Wenn Mitarbeitende ChatGPT, Copilot oder andere KI-Werkzeuge nutzen, ohne dass eine Nutzungsrichtlinie existiert, nennen das viele Organisationen „experimentelle Nutzung" oder „Bottom-up-Innovation". Es ist beides nicht.
Es ist Dokumentenlosigkeit auf Unternehmensebene. Keine Spur, wer welche Daten in welches System gegeben hat. Keine Nachvollziehbarkeit, welche KI-Outputs in Entscheidungen eingeflossen sind. Keine Grundlage, auf der ein Datenschutzbeauftragter oder ein Auditor aufbauen kann.
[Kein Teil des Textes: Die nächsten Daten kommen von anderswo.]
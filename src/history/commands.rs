use chrono::{Local, Utc};
use serde::Serialize;

use crate::{
    history::{aggregate, bucket_label, AggregationConfig, SeriesPoint},
    AppState,
};

#[derive(Debug, Clone, Serialize)]
#[serde(rename_all = "camelCase")]
pub struct ChartPoint {
    #[serde(flatten)]
    pub point: SeriesPoint,
    pub label: String,
}

pub async fn get_product_history(
    state: &AppState,
    barcode: String,
    config: Option<AggregationConfig>,
) -> Result<Vec<ChartPoint>, String> {
    let product = state
        .inventory
        .lookup(barcode.trim())
        .ok_or_else(|| format!("unknown product {}", barcode.trim()))?;
    let config = config.unwrap_or_default();

    Ok(aggregate(&product.history, &config, Utc::now())
        .into_iter()
        .map(|point| ChartPoint {
            label: bucket_label(point.timestamp, config.granularity, &Local),
            point,
        })
        .collect())
}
Die EU AI Act macht das ab 2025 zu einem regulatorischen Problem — nicht nur einem organisatorischen. Risikoklassifizierung, Dokumentationspflichten, Transparenzanforderungen: all das setzt voraus, dass die Organisation weiß, was sie einsetzt.
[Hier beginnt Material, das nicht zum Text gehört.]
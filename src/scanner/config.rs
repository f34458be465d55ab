use std::time::Duration;

/// Tunables for the acquisition loops.
#[derive(Debug, Clone)]
pub struct ScannerConfig {
    /// Polled capture mode: time between screenshot attempts.
    pub poll_interval: Duration,

    /// Continuous mode: time between live-frame decodes.
    pub frame_interval: Duration,

    /// Continuous mode: stall-recovery timer period.
    pub stall_interval: Duration,
    /// Stall recovery fires when `attempts` is a positive multiple of this.
    pub stall_every_attempts: u32,

    /// "Nothing detected" hint once consecutive failures exceed this.
    pub failure_hint_after: u32,

    /// Still screenshot request size.
    pub screenshot_width: u32,
    pub screenshot_height: u32,

    /// Upper bound for one grab/screenshot/decode step.
    pub step_timeout: Duration,
}

impl Default for ScannerConfig {
    fn default() -> Self {
        Self {
            poll_interval: Duration::from_millis(1500),
            frame_interval: Duration::from_millis(500),
            stall_interval: Duration::from_millis(1500),
            stall_every_attempts: 6,
            failure_hint_after: 6,
            screenshot_width: 1920,
            screenshot_height: 1080,
            step_timeout: Duration::from_secs(5),
        }
    }
}

impl ScannerConfig {
    /// Stall recovery is due on this attempt count.
    pub fn stall_due(&self, attempts: u32) -> bool {
        self.stall_every_attempts > 0 && attempts > 0 && attempts % self.stall_every_attempts == 0
    }
}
Der erste Schritt ist kein Technologieprojekt. Er ist eine Policy. Eine Nutzungsrichtlinie, die beschreibt, was erlaubt ist, was verboten ist, wer verantwortlich ist und wie Outputs dokumentiert werden. Das dauert keine sechs Monate — es dauert einen Tag.
Special Governance oder AI Governance Intervention sind dafür gemacht. Aber selbst ohne externe Unterstützung: Der Fehler ist, gar nichts zu tun — und so zu tun, als ob „alle nutzen es schon" eine ausreichende Antwort auf Auditfragen wäre.